Segundo a SFEN, cerca de 80% da eletricidade da França provém da energia nuclear. Em oposição, a Alemanha decidiu abandoná-la até 2022 e confirmou que a última central de carvão alemã encerrará em 2038. Entre os motivos apresentados, salienta-se a valorização das energias renováveis.

Nem sempre as energias renováveis são suficientes face à necessidade energética de determinado Estado-Membro. Um país raramente depende só delas para a produção de eletricidade. Apesar de a energia nuclear não ser renovável, é considerada uma energia limpa, porque não polui diretamente o meio ambiente, excluindo o risco de poluição radioativa.

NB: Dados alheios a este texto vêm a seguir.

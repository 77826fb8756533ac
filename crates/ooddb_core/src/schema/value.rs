//! Field values.

use serde::{Deserialize, Serialize};
use std::fmt;

/// A single field value.
#[derive(Debug, Clone, PartialEq, Eq, Hash, PartialOrd, Ord, Serialize, Deserialize)]
pub enum Value {
    /// Absent value of a nullable field.
    Null,
    /// Boolean.
    Bool(bool),
    /// Signed integer, also used for timestamps.
    Integer(i64),
    /// UTF-8 text.
    Text(String),
    /// Raw bytes.
    Bytes(Vec<u8>),
}

impl Value {
    /// Returns true for [`Value::Null`].
    #[must_use]
    pub fn is_null(&self) -> bool {
        matches!(self, Self::Null)
    }

    /// Integer content, if any.
    #[must_use]
    pub fn as_integer(&self) -> Option<i64> {
        match self {
            Self::Integer(v) => Some(*v),
            _ => None,
        }
    }

    /// Text content, if any.
    #[must_use]
    pub fn as_text(&self) -> Option<&str> {
        match self {
            Self::Text(v) => Some(v),
            _ => None,
        }
    }

    /// Name of the variant, for error messages.
    #[must_use]
    pub fn type_name(&self) -> &'static str {
        match self {
            Self::Null => "null",
            Self::Bool(_) => "bool",
            Self::Integer(_) => "integer",
            Self::Text(_) => "text",
            Self::Bytes(_) => "bytes",
        }
    }
}

impl fmt::Display for Value {
    fn fmt(&self, f: &mut fmt::Formatter<'_>) -> fmt::Result {
        match self {
            Self::Null => write!(f, "null"),
            Self::Bool(v) => write!(f, "{v}"),
            Self::Integer(v) => write!(f, "{v}"),
            Self::Text(v) => write!(f, "{v:?}"),
            Self::Bytes(v) => write!(f, "<{} bytes>", v.len()),
        }
    }
}

impl From<bool> for Value {
    fn from(v: bool) -> Self {
        Self::Bool(v)
    }
}

impl From<i64> for Value {
    fn from(v: i64) -> Self {
        Self::Integer(v)
    }
}

impl From<i32> for Value {
    fn from(v: i32) -> Self {
        Self::Integer(i64::from(v))
    }
}

impl From<&str> for Value {
    fn from(v: &str) -> Self {
        Self::Text(v.to_string())
    }
}

impl From<String> for Value {
    fn from(v: String) -> Self {
        Self::Text(v)
    }
}

impl From<Vec<u8>> for Value {
    fn from(v: Vec<u8>) -> Self {
        Self::Bytes(v)
    }
}

impl<T: Into<Value>> From<Option<T>> for Value {
    fn from(v: Option<T>) -> Self {
        v.map_or(Self::Null, Into::into)
    }
}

Muitos países apostam na energia nuclear devido ao baixo custo em comparação com outros combustíveis, como o petróleo. Outros fatores decisivos são o aumento da competitividade, uma vantagem económica, e a forte rentabilidade: uma pequena quantidade de urânio é suficiente para aprovisionar uma cidade.

Cabe a cada Estado-Membro decidir até que ponto quer ser dependente da energia nuclear, relembrando Chernobyl e considerando a diminuição da pegada ecológica e a segurança dos cidadãos face a potenciais acidentes, de modo a respeitar os valores da União Europeia.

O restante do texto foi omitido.